▶ Problem:
For the data below, tally how many lines contain "DatabaseAdapterError" and answer only with that tally.

▶ Exercise inputs:
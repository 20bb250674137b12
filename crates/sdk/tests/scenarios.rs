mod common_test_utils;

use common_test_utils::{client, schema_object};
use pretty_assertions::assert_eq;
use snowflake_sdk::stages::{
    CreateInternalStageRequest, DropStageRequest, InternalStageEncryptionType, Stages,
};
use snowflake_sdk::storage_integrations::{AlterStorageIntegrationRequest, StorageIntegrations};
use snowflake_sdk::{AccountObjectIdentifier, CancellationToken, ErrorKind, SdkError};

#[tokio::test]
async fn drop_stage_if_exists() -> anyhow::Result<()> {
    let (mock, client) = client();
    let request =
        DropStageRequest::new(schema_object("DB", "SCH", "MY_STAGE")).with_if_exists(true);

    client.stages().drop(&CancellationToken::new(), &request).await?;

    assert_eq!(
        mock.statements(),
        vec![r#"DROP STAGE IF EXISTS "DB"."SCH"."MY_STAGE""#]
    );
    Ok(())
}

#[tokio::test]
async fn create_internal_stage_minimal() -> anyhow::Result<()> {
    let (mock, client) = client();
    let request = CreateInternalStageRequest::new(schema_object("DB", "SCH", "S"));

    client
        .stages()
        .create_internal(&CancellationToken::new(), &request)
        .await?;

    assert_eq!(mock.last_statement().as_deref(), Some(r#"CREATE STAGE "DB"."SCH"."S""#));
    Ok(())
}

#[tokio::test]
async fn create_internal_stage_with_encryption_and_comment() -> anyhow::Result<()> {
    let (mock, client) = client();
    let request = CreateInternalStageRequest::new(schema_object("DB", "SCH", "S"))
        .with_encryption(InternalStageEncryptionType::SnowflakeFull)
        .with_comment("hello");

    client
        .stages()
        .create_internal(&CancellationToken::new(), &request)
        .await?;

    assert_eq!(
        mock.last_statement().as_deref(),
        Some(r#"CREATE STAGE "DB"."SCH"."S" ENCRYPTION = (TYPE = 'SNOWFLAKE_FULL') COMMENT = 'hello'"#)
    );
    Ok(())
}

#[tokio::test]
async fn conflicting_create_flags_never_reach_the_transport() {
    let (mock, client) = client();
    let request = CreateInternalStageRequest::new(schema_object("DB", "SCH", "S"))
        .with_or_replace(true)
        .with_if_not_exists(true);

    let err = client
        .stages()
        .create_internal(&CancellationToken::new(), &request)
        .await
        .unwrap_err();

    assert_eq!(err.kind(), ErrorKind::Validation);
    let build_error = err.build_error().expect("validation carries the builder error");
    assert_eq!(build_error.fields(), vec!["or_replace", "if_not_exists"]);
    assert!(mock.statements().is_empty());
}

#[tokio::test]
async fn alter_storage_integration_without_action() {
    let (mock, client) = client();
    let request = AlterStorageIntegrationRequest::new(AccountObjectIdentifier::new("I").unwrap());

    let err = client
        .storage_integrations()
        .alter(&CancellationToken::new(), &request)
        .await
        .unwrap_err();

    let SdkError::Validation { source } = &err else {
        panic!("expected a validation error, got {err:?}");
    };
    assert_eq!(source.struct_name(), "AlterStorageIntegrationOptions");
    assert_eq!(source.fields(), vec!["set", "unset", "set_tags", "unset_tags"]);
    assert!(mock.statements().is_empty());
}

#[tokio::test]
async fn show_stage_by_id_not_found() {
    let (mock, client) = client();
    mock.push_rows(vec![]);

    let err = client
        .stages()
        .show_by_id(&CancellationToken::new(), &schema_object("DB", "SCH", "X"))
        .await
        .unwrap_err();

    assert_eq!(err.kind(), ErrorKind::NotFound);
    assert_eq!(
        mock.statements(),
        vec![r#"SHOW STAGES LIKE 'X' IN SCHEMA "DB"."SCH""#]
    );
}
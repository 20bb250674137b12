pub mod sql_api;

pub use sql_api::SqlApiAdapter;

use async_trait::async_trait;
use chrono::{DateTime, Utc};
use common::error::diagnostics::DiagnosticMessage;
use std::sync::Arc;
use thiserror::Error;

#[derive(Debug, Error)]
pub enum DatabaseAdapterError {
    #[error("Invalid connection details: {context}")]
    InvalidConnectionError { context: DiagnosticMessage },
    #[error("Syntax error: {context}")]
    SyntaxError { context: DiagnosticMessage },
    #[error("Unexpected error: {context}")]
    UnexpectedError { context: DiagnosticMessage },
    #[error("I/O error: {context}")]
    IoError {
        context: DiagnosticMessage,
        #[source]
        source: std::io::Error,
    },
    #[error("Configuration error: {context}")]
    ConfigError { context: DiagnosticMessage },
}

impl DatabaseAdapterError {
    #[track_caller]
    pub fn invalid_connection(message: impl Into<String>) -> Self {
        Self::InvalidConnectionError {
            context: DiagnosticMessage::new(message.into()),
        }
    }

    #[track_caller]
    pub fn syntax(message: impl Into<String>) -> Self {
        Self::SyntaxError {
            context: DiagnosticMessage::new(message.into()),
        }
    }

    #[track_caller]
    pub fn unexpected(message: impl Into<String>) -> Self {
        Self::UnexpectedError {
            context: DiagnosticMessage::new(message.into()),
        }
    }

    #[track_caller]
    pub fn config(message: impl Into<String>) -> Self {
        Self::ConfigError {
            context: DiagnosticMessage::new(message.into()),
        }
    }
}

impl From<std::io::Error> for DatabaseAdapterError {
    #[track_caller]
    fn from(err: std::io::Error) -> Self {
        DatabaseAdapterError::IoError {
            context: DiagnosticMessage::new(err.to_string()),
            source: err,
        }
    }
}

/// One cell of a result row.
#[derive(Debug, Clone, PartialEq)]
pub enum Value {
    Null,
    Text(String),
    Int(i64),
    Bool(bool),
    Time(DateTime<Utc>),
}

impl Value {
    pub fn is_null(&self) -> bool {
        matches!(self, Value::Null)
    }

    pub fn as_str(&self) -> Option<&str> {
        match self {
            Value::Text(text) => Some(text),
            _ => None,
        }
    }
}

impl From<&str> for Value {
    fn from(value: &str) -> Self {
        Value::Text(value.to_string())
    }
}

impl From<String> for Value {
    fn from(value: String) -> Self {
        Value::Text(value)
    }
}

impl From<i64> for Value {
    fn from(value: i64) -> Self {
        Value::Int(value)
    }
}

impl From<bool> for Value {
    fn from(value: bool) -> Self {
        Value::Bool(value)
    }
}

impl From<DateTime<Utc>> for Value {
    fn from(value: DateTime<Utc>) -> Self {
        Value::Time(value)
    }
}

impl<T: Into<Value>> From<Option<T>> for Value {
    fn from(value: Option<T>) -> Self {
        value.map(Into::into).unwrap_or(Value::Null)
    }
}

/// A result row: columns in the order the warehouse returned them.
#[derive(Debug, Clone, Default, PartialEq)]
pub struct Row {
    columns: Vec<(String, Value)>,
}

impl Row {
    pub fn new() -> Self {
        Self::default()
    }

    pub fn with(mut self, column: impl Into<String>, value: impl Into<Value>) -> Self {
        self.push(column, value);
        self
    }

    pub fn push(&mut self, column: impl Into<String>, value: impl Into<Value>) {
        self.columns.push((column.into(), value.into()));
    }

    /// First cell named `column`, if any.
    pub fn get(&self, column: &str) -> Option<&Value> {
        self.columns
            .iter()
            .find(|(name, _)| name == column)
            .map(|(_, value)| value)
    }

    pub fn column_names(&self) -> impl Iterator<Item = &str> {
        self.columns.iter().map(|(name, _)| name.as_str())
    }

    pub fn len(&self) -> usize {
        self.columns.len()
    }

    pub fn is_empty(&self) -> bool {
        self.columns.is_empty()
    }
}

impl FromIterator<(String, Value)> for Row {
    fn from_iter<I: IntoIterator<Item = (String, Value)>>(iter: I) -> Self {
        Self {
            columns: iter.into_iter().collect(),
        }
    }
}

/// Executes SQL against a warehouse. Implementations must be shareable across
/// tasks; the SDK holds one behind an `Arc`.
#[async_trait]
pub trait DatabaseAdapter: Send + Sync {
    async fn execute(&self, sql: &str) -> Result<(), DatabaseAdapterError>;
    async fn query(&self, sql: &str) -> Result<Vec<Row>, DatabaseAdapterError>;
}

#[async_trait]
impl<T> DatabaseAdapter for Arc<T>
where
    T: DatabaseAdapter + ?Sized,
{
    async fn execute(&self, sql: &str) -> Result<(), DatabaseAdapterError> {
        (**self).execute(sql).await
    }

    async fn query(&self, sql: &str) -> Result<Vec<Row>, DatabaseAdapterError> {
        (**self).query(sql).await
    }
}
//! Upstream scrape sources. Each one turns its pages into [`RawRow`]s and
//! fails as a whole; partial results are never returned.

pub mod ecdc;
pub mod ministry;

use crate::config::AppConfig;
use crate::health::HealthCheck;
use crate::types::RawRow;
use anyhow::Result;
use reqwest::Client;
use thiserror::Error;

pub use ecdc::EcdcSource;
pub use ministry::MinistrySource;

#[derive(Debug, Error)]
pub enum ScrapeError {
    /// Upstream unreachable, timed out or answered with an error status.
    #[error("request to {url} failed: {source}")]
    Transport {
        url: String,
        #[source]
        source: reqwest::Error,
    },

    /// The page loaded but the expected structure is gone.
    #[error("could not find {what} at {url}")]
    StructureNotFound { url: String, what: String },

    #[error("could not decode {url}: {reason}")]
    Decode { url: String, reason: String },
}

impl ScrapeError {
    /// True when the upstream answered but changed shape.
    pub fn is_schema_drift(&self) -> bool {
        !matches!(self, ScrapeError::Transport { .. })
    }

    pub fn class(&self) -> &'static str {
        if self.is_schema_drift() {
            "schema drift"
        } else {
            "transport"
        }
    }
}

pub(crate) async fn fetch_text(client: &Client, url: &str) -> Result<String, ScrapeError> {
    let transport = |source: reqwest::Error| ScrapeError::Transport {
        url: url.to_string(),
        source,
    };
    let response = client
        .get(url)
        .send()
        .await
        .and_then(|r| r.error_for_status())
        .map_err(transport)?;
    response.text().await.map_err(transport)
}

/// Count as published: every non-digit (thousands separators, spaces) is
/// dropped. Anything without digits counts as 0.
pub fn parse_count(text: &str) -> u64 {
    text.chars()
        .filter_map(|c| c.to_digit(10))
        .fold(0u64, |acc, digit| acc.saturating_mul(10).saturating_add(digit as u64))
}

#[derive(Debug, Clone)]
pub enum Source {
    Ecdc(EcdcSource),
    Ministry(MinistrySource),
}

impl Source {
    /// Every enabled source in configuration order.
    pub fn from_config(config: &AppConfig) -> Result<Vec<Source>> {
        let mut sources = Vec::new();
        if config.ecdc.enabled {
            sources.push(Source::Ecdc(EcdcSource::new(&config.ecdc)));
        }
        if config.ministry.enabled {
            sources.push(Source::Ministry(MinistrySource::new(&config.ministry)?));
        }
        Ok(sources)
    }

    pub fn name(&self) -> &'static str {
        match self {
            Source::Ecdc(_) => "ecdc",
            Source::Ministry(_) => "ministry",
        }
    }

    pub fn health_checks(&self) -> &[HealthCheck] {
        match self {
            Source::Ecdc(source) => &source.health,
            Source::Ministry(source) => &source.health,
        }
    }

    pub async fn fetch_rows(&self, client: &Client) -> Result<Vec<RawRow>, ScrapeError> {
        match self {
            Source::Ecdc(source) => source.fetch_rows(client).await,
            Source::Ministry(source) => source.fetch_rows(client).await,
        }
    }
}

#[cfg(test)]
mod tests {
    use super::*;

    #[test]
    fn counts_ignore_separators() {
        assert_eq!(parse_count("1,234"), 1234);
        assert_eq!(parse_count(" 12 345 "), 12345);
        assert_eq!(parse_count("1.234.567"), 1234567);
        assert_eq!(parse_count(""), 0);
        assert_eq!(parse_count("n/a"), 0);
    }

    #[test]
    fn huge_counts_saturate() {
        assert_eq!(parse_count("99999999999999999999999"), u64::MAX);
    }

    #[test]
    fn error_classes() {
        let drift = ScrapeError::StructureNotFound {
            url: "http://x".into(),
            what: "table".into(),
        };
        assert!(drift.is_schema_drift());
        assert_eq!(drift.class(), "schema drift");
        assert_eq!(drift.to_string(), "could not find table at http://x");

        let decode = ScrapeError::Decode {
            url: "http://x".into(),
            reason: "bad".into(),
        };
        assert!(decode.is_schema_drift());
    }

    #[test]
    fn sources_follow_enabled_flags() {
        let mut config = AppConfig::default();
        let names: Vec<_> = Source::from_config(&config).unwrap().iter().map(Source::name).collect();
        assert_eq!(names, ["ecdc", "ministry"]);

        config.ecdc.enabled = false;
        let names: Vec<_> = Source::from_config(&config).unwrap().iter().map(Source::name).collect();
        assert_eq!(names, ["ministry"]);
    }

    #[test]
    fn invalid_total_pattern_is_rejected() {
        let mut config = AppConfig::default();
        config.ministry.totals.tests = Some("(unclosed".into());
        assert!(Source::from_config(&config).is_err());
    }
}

▶ Answer to the exercise:
8